_WHAT IS NEEDED:_ Copy, from the entries below, each line in which the string "AtomicBool" appears.

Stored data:
---------------

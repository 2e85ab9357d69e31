//! In-memory [`DeviceLink`] double for tests.
//!
//! Records every frame it would have transmitted (decoded to text for easy
//! assertions) and answers gated sends and requests from scripted queues.
//! Unscripted gated sends succeed, so happy-path tests need no setup.

use std::collections::VecDeque;
use std::sync::atomic::{AtomicBool, Ordering};
use std::sync::Mutex;
use std::time::Duration;

use async_trait::async_trait;
use duckwire_core::protocol::command::Command;

use crate::infrastructure::ack::AckError;
use crate::infrastructure::link::{DeviceLink, LinkError};

#[derive(Default)]
pub struct FakeLink {
    connected: AtomicBool,
    frames: Mutex<Vec<String>>,
    gated_results: Mutex<VecDeque<Result<(), AckError>>>,
    replies: Mutex<VecDeque<String>>,
    cancelled: AtomicBool,
}

impl FakeLink {
    pub fn connected() -> Self {
        let link = Self::default();
        link.connected.store(true, Ordering::Relaxed);
        link
    }

    pub fn disconnected() -> Self {
        Self::default()
    }

    /// Queues the outcome of the next gated send (either stream).
    pub fn script_gated(&self, result: Result<(), AckError>) {
        self.lock(&self.gated_results).push_back(result);
    }

    /// Queues the generic reply to the next `request`.
    pub fn script_reply(&self, reply: &str) {
        self.lock(&self.replies).push_back(reply.to_string());
    }

    /// Every frame sent so far, decoded to text, in send order.
    pub fn frames(&self) -> Vec<String> {
        self.lock(&self.frames).clone()
    }

    pub fn was_cancelled(&self) -> bool {
        self.cancelled.load(Ordering::Relaxed)
    }

    fn record(&self, command: &Command) {
        let text = String::from_utf8_lossy(&command.encode())
            .trim_end_matches('\n')
            .to_string();
        self.lock(&self.frames).push(text);
    }

    fn next_gated(&self) -> Result<(), AckError> {
        self.lock(&self.gated_results).pop_front().unwrap_or(Ok(()))
    }

    fn lock<'a, T>(&self, m: &'a Mutex<T>) -> std::sync::MutexGuard<'a, T> {
        m.lock().expect("fake link lock poisoned")
    }
}

#[async_trait]
impl DeviceLink for FakeLink {
    fn is_connected(&self) -> bool {
        self.connected.load(Ordering::Relaxed)
    }

    fn send(&self, command: Command) -> Result<(), LinkError> {
        if !self.is_connected() {
            return Err(LinkError::NotConnected);
        }
        self.record(&command);
        Ok(())
    }

    fn send_priority(&self, command: Command) -> Result<(), LinkError> {
        self.send(command)
    }

    async fn request(&self, command: Command) -> Result<String, LinkError> {
        if !self.is_connected() {
            return Err(LinkError::NotConnected);
        }
        self.record(&command);
        Ok(self.lock(&self.replies).pop_front().unwrap_or_default())
    }

    async fn send_gated(&self, command: Command, _timeout: Duration) -> Result<(), AckError> {
        if !self.is_connected() {
            return Err(AckError::Cancelled);
        }
        self.record(&command);
        self.next_gated()
    }

    async fn send_chunk_gated(&self, command: Command, _timeout: Duration) -> Result<(), AckError> {
        self.send_gated(command, _timeout).await
    }

    fn cancel_pending(&self) {
        self.cancelled.store(true, Ordering::Relaxed);
    }
}
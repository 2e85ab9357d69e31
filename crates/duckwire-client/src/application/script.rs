//! Script front end: parses line-oriented payload scripts into programs
//! and records programmatically built programs under a runaway ceiling.
//!
//! The script language is deliberately closed: every line must start with
//! a known directive or be a key combo built entirely from allow-listed
//! key names.  Unknown tokens are a hard parse error, never passed to the
//! device — the device-side parser echoes unrecognized input, and a typo
//! in a payload should fail here, not as keystrokes on the target.

use std::fmt::Write as _;
use std::collections::hash_map::RandomState;
use std::hash::{BuildHasher, Hasher};
use std::time::{SystemTime, UNIX_EPOCH};

use thiserror::Error;
use tracing::{info, trace};

use crate::domain::config::ClientConfig;

use super::engine::Operation;
use super::poller::PollerHandle;

/// Why a script was rejected.
#[derive(Debug, Clone, PartialEq, Eq, Error)]
pub enum ScriptError {
    /// A line starts with a token that is neither a directive nor an
    /// allow-listed key name.
    #[error("unknown command: {0}")]
    UnknownCommand(String),

    /// A directive's argument could not be parsed.
    #[error("bad argument on line {line}: {message}")]
    BadArgument { line: usize, message: String },

    /// A recorded program emitted more operations than the ceiling allows.
    #[error("program exceeded the {0}-operation ceiling")]
    CeilingExceeded(usize),
}

/// Key names accepted as combo tokens, beyond single printable characters.
const NAMED_KEYS: &[&str] = &[
    "CTRL", "CONTROL", "SHIFT", "ALT", "ALTGR", "GUI", "WINDOWS", "ENTER", "RETURN", "TAB",
    "ESC", "ESCAPE", "SPACE", "BACKSPACE", "DELETE", "DEL", "INSERT", "HOME", "END", "PAGEUP",
    "PAGEDOWN", "UP", "DOWN", "LEFT", "RIGHT", "UPARROW", "DOWNARROW", "LEFTARROW", "RIGHTARROW",
    "CAPSLOCK", "NUMLOCK", "SCROLLLOCK", "PRINTSCREEN", "PAUSE", "MENU", "APP",
];

fn is_allowed_key(token: &str) -> bool {
    if token.chars().count() == 1 {
        // Single printable characters pass through as-is.
        return token.chars().all(|c| c.is_ascii_graphic());
    }
    if NAMED_KEYS.contains(&token) {
        return true;
    }
    // Function keys F1..F24.
    token
        .strip_prefix('F')
        .and_then(|n| n.parse::<u8>().ok())
        .is_some_and(|n| (1..=24).contains(&n))
}

/// Parses a payload script into an executable program.
///
/// One line is one operation; blank lines are skipped.  The line number in
/// errors is 1-based.
pub fn parse_program(text: &str) -> Result<Vec<Operation>, ScriptError> {
    let mut program = Vec::new();
    for (index, raw) in text.lines().enumerate() {
        let line = raw.trim_end_matches('\r');
        if line.trim().is_empty() {
            continue;
        }
        program.push(parse_line(index + 1, line)?);
    }
    trace!(operations = program.len(), "script parsed");
    Ok(program)
}

fn parse_line(number: usize, line: &str) -> Result<Operation, ScriptError> {
    let (directive, rest) = match line.split_once(' ') {
        Some((d, r)) => (d, r),
        None => (line, ""),
    };

    let bad = |message: &str| ScriptError::BadArgument {
        line: number,
        message: message.to_string(),
    };

    match directive {
        "REM" => Ok(Operation::Comment(rest.to_string())),
        "STRING" => Ok(Operation::Type(rest.to_string())),
        "STRINGLN" => Ok(Operation::TypeLine(rest.to_string())),
        "DELAY" => rest
            .trim()
            .parse::<u64>()
            .map(Operation::Delay)
            .map_err(|_| bad("DELAY takes a duration in milliseconds")),
        "LED" => {
            let mut parts = rest.split_whitespace();
            let led = parts
                .next()
                .and_then(|p| p.parse::<u8>().ok())
                .ok_or_else(|| bad("LED takes an index and 0 or 1"))?;
            let on = match parts.next() {
                Some("0") => false,
                Some("1") => true,
                _ => return Err(bad("LED takes an index and 0 or 1")),
            };
            Ok(Operation::Led { led, on })
        }
        "LOCALE" => {
            if rest.trim().is_empty() {
                Err(bad("LOCALE takes a layout code"))
            } else {
                Ok(Operation::Locale(rest.trim().to_string()))
            }
        }
        "KEYCODE" => {
            let codes = rest
                .split_whitespace()
                .map(|p| p.parse::<u8>())
                .collect::<Result<Vec<u8>, _>>()
                .map_err(|_| bad("KEYCODE takes byte values"))?;
            if codes.is_empty() {
                return Err(bad("KEYCODE takes byte values"));
            }
            Ok(Operation::Keycode(codes))
        }
        "M_MOVE" => {
            let mut parts = rest.split_whitespace();
            let dx = parts.next().and_then(|p| p.parse().ok());
            let dy = parts.next().and_then(|p| p.parse().ok());
            match (dx, dy) {
                (Some(dx), Some(dy)) => Ok(Operation::MouseMove { dx, dy }),
                _ => Err(bad("M_MOVE takes dx and dy")),
            }
        }
        "M_CLICK" => parse_button(rest)
            .map(Operation::MouseClick)
            .ok_or_else(|| bad("M_CLICK takes a button number")),
        "M_PRESS" => parse_button(rest)
            .map(Operation::MousePress)
            .ok_or_else(|| bad("M_PRESS takes a button number")),
        "M_RELEASE" => parse_button(rest)
            .map(Operation::MouseRelease)
            .ok_or_else(|| bad("M_RELEASE takes a button number")),
        "M_SCROLL" => rest
            .trim()
            .parse::<i32>()
            .map(Operation::MouseScroll)
            .map_err(|_| bad("M_SCROLL takes an amount")),
        _ => {
            // Not a directive: the whole line must be an allow-listed combo.
            let keys: Vec<&str> = line.split_whitespace().collect();
            for key in &keys {
                if !is_allowed_key(key) {
                    return Err(ScriptError::UnknownCommand((*key).to_string()));
                }
            }
            Ok(Operation::Press(keys.iter().map(|k| k.to_string()).collect()))
        }
    }
}

fn parse_button(rest: &str) -> Option<u8> {
    rest.trim().parse().ok()
}

/// Renders one operation back to its script line.
fn render(operation: &Operation) -> String {
    match operation {
        Operation::Comment(text) => format!("REM {text}"),
        Operation::Type(text) => format!("STRING {text}"),
        Operation::TypeLine(text) => format!("STRINGLN {text}"),
        Operation::Press(keys) => keys.join(" "),
        Operation::Keycode(codes) => {
            let mut line = String::from("KEYCODE");
            for code in codes {
                let _ = write!(line, " {code}");
            }
            line
        }
        Operation::Delay(ms) => format!("DELAY {ms}"),
        Operation::Led { led, on } => format!("LED {led} {}", u8::from(*on)),
        Operation::Locale(code) => format!("LOCALE {code}"),
        Operation::MouseMove { dx, dy } => format!("M_MOVE {dx} {dy}"),
        Operation::MouseClick(btn) => format!("M_CLICK {btn}"),
        Operation::MouseScroll(amt) => format!("M_SCROLL {amt}"),
        Operation::MousePress(btn) => format!("M_PRESS {btn}"),
        Operation::MouseRelease(btn) => format!("M_RELEASE {btn}"),
    }
}

/// Records a programmatically built program without executing it.
///
/// Every emit counts against a hard operation ceiling so a runaway
/// generator (an unbounded loop in caller code) is aborted instead of
/// producing an unbounded program.
pub struct ScriptRecorder {
    operations: Vec<Operation>,
    ceiling: usize,
}

impl ScriptRecorder {
    pub fn new(ceiling: usize) -> Self {
        Self {
            operations: Vec::new(),
            ceiling,
        }
    }

    /// Recorder bounded by the configured operation ceiling.
    pub fn from_config(config: &ClientConfig) -> Self {
        Self::new(config.op_ceiling)
    }

    pub fn emit(&mut self, operation: Operation) -> Result<(), ScriptError> {
        if self.operations.len() >= self.ceiling {
            return Err(ScriptError::CeilingExceeded(self.ceiling));
        }
        self.operations.push(operation);
        Ok(())
    }

    pub fn type_text(&mut self, text: &str) -> Result<(), ScriptError> {
        self.emit(Operation::Type(text.to_string()))
    }

    pub fn type_line(&mut self, text: &str) -> Result<(), ScriptError> {
        self.emit(Operation::TypeLine(text.to_string()))
    }

    pub fn press(&mut self, keys: &[&str]) -> Result<(), ScriptError> {
        for key in keys {
            if !is_allowed_key(key) {
                return Err(ScriptError::UnknownCommand((*key).to_string()));
            }
        }
        self.emit(Operation::Press(keys.iter().map(|k| k.to_string()).collect()))
    }

    pub fn delay(&mut self, ms: u64) -> Result<(), ScriptError> {
        self.emit(Operation::Delay(ms))
    }

    /// Emits the operations produced by `body`, `count` times.
    pub fn repeat<F>(&mut self, count: usize, mut body: F) -> Result<(), ScriptError>
    where
        F: FnMut(&mut Self) -> Result<(), ScriptError>,
    {
        for _ in 0..count {
            body(self)?;
        }
        Ok(())
    }

    pub fn len(&self) -> usize {
        self.operations.len()
    }

    pub fn is_empty(&self) -> bool {
        self.operations.is_empty()
    }

    /// The recorded program.
    pub fn finish(self) -> Vec<Operation> {
        self.operations
    }

    /// Renders the recorded program as script text, one line per
    /// operation, suitable for saving to the device.
    pub fn script_text(&self) -> String {
        let mut text = String::new();
        for operation in &self.operations {
            text.push_str(&render(operation));
            text.push('\n');
        }
        text
    }
}

/// Utility surface offered to program generators: logging, timing, and a
/// busy query.  Nothing here touches the wire.
#[derive(Default)]
pub struct ProgramUtils {
    status: Option<PollerHandle>,
}

impl ProgramUtils {
    pub fn new() -> Self {
        Self::default()
    }

    /// With a poll handle, [`ProgramUtils::is_running`] reflects live
    /// device status instead of always reporting idle.
    pub fn with_status(status: PollerHandle) -> Self {
        Self {
            status: Some(status),
        }
    }

    /// Logs a message on behalf of the program.
    pub fn log(&self, message: &str) {
        info!(target: "program", "{message}");
    }

    /// Milliseconds since the Unix epoch.
    pub fn timestamp_ms(&self) -> u128 {
        SystemTime::now()
            .duration_since(UNIX_EPOCH)
            .map(|d| d.as_millis())
            .unwrap_or(0)
    }

    /// A value in `lo..hi`.  Hash-mixed clock entropy, which is all the
    /// fixture-data use cases here need.
    pub fn random_range(&self, lo: u64, hi: u64) -> u64 {
        assert!(lo < hi, "empty range");
        let mut hasher = RandomState::new().build_hasher();
        hasher.write_u128(
            SystemTime::now()
                .duration_since(UNIX_EPOCH)
                .map(|d| d.as_nanos())
                .unwrap_or(0),
        );
        lo + hasher.finish() % (hi - lo)
    }

    pub async fn sleep_ms(&self, ms: u64) {
        tokio::time::sleep(std::time::Duration::from_millis(ms)).await;
    }

    /// Whether the device currently reports a long-running condition.
    pub fn is_running(&self) -> bool {
        self.status.as_ref().is_some_and(|s| s.busy())
    }
}

// ───────────────────────────── Tests ─────────────────────────────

---------------

_SOLVED EXERCISE:_
use std::sync::atomic::{AtomicBool, Ordering};
    connected: AtomicBool,
    cancelled: AtomicBool,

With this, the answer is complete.